U.K. court finds mass digital surveillance powers unlawful

A UK court found the government’s mass surveillance powers unlawful, which could force changes to the country’s spy laws. The media reports that the judges at the Court of Appeal ruled that the data retention law, which allowed authorities to access an individual’s phone and email records, was not subject to adequate safeguards. The Data Retention and Investigatory Powers Act forces telecommunications companies to store records about customers’ emails and phone calls for a period of 12 months. The Investigatory Powers Act broadened the data retention system by allowing the government to compel phone and Internet companies to also store logs showing the websites customers visited and the apps used. This meant that law enforcement agencies were able to access this information without a warrant for a broad range of reasons, and not necessarily related to a criminal activity.
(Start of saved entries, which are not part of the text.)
//! Move selection strategies.
//!
//! Every strategy answers the same question: given the board (with legality
//! flags already computed for the side to move), which cell should be
//! played? `None` means "nothing to play right now": no legal cell, or a
//! human who has not picked one yet.
//!
//! - [`HumanStrategy`] - passes the externally selected cell through
//! - [`RandomStrategy`] - uniform choice among legal cells
//! - [`HeuristicStrategy`] - weighted corner / greedy / cautious scoring

use std::fmt;

use tracing::{debug, trace};

use crate::board::{Board, CellId};
use crate::cell::Color;
use crate::constants::{
    DEFAULT_CAUTIOUS_WEIGHT, DEFAULT_CORNER_WEIGHT, DEFAULT_GREEDY_WEIGHT,
    DEFAULT_NEXT_TO_CORNER_WEIGHT,
};
use crate::error::Result;
use crate::selection::Selection;

/// Something that can produce a move for one side.
pub trait Strategy: fmt::Debug {
    /// Short name for logs and the console.
    fn name(&self) -> &'static str;

    /// Pick a cell for `turn`. `selected` is the single externally selected
    /// cell, if any.
    fn pick(
        &mut self,
        board: &Board,
        turn: Color,
        selected: Option<CellId>,
    ) -> Result<Option<CellId>>;

    /// Whether the session should pass on this strategy's behalf when it
    /// has no legal cell. Humans pass explicitly.
    fn passes_when_stuck(&self) -> bool {
        false
    }

    /// Validate the selection overlay, then [`Strategy::pick`].
    ///
    /// # Errors
    /// `InvalidState` if more than one cell is selected.
    fn choose_move(
        &mut self,
        board: &Board,
        turn: Color,
        selection: &Selection,
    ) -> Result<Option<CellId>> {
        let selected = selection.single()?;
        self.pick(board, turn, selected)
    }
}

/// Plays whatever the input side selected.
#[derive(Debug, Clone, Default)]
pub struct HumanStrategy;

impl Strategy for HumanStrategy {
    fn name(&self) -> &'static str {
        "human"
    }

    fn pick(
        &mut self,
        _board: &Board,
        _turn: Color,
        selected: Option<CellId>,
    ) -> Result<Option<CellId>> {
        Ok(selected)
    }
}

/// Uniformly random legal move.
#[derive(Debug, Clone)]
pub struct RandomStrategy {
    rng: fastrand::Rng,
}

impl Default for RandomStrategy {
    fn default() -> Self {
        Self::new()
    }
}

impl RandomStrategy {
    pub fn new() -> Self {
        Self {
            rng: fastrand::Rng::new(),
        }
    }

    /// Reproducible sequence of choices.
    pub fn with_seed(seed: u64) -> Self {
        Self {
            rng: fastrand::Rng::with_seed(seed),
        }
    }
}

impl Strategy for RandomStrategy {
    fn name(&self) -> &'static str {
        "random"
    }

    fn pick(
        &mut self,
        board: &Board,
        _turn: Color,
        _selected: Option<CellId>,
    ) -> Result<Option<CellId>> {
        let legal = board.legal_cells();
        if legal.is_empty() {
            return Ok(None);
        }
        Ok(Some(legal[self.rng.usize(..legal.len())]))
    }

    fn passes_when_stuck(&self) -> bool {
        true
    }
}

/// Weights of the four scoring terms.
#[derive(Copy, Clone, Debug, PartialEq, Eq)]
pub struct HeuristicWeights {
    /// Bonus for a corner of the board.
    pub corner: i32,
    /// Penalty for a cell touching a corner.
    pub next_to_corner: i32,
    /// Per piece gained by the move, the placed piece included.
    pub greedy: i32,
    /// Per piece the opponent gains with its best reply.
    pub cautious: i32,
}

impl Default for HeuristicWeights {
    fn default() -> Self {
        Self {
            corner: DEFAULT_CORNER_WEIGHT,
            next_to_corner: DEFAULT_NEXT_TO_CORNER_WEIGHT,
            greedy: DEFAULT_GREEDY_WEIGHT,
            cautious: DEFAULT_CAUTIOUS_WEIGHT,
        }
    }
}

/// One-ply scoring with a one-reply caution term. Deterministic: ties go to
/// the first legal cell in layout order.
#[derive(Debug, Clone, Default)]
pub struct HeuristicStrategy {
    weights: HeuristicWeights,
}

impl HeuristicStrategy {
    pub fn new(weights: HeuristicWeights) -> Self {
        Self { weights }
    }

    pub fn weights(&self) -> HeuristicWeights {
        self.weights
    }

    /// Score playing `id` for `turn`:
    ///
    /// ```text
    /// corner·[corner] − next_to_corner·[next to corner]
    ///   + greedy·gain − cautious·(opponent's best reply gain)
    /// ```
    ///
    /// A gain is the growth of the mover's piece count, so the placed piece
    /// counts along with the flips. With no reply available the opponent
    /// gains nothing.
    ///
    /// The board is only read; every trial move happens on a clone.
    pub fn score_move(&self, board: &Board, id: CellId, turn: Color) -> Result<i64> {
        let w = self.weights;
        let mut score = 0i64;

        if board.is_corner(id)? {
            score += i64::from(w.corner);
        }
        if board.is_next_to_corner(id)? {
            score -= i64::from(w.next_to_corner);
        }

        let mut after = board.clone();
        let gain = after.one_move(id, turn)? + 1;
        score += i64::from(w.greedy) * gain as i64;

        let opponent = turn.opponent();
        after.refresh_legal_moves(Some(opponent));
        let mut best_reply = 0;
        for reply in after.legal_cells() {
            best_reply = best_reply.max(after.move_score(reply, opponent)? + 1);
        }
        score -= i64::from(w.cautious) * best_reply as i64;

        trace!(cell = id, gain, best_reply, score, "scored candidate");
        Ok(score)
    }
}

impl Strategy for HeuristicStrategy {
    fn name(&self) -> &'static str {
        "heuristic"
    }

    fn pick(
        &mut self,
        board: &Board,
        turn: Color,
        _selected: Option<CellId>,
    ) -> Result<Option<CellId>> {
        let mut best: Option<(CellId, i64)> = None;
        for id in board.legal_cells() {
            let score = self.score_move(board, id, turn)?;
            if best.is_none_or(|(_, top)| score > top) {
                best = Some((id, score));
            }
        }
        if let Some((id, score)) = best {
            debug!(%turn, cell = id, score, "heuristic choice");
        }
        Ok(best.map(|(id, _)| id))
    }

    fn passes_when_stuck(&self) -> bool {
        true
    }
}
This ruling partly reaffirms a December 2016 judgment in the European Union’s top court, which found that the UK government’s data retention powers were ‘highly invasive and exceeded the limits of what is strictly necessary and cannot be considered to be justified, within a democratic society’. Martha Spurrier, human rights ‘Liberty’ group director, said: ‘Yet again U.K. court has ruled the government’s extreme mass surveillance regime unlawful. This judgment tells ministers in crystal clear terms that they are breaching the public’s human rights. … When will the government stop bartering with judges and start drawing up a surveillance law that upholds our democratic freedoms?’.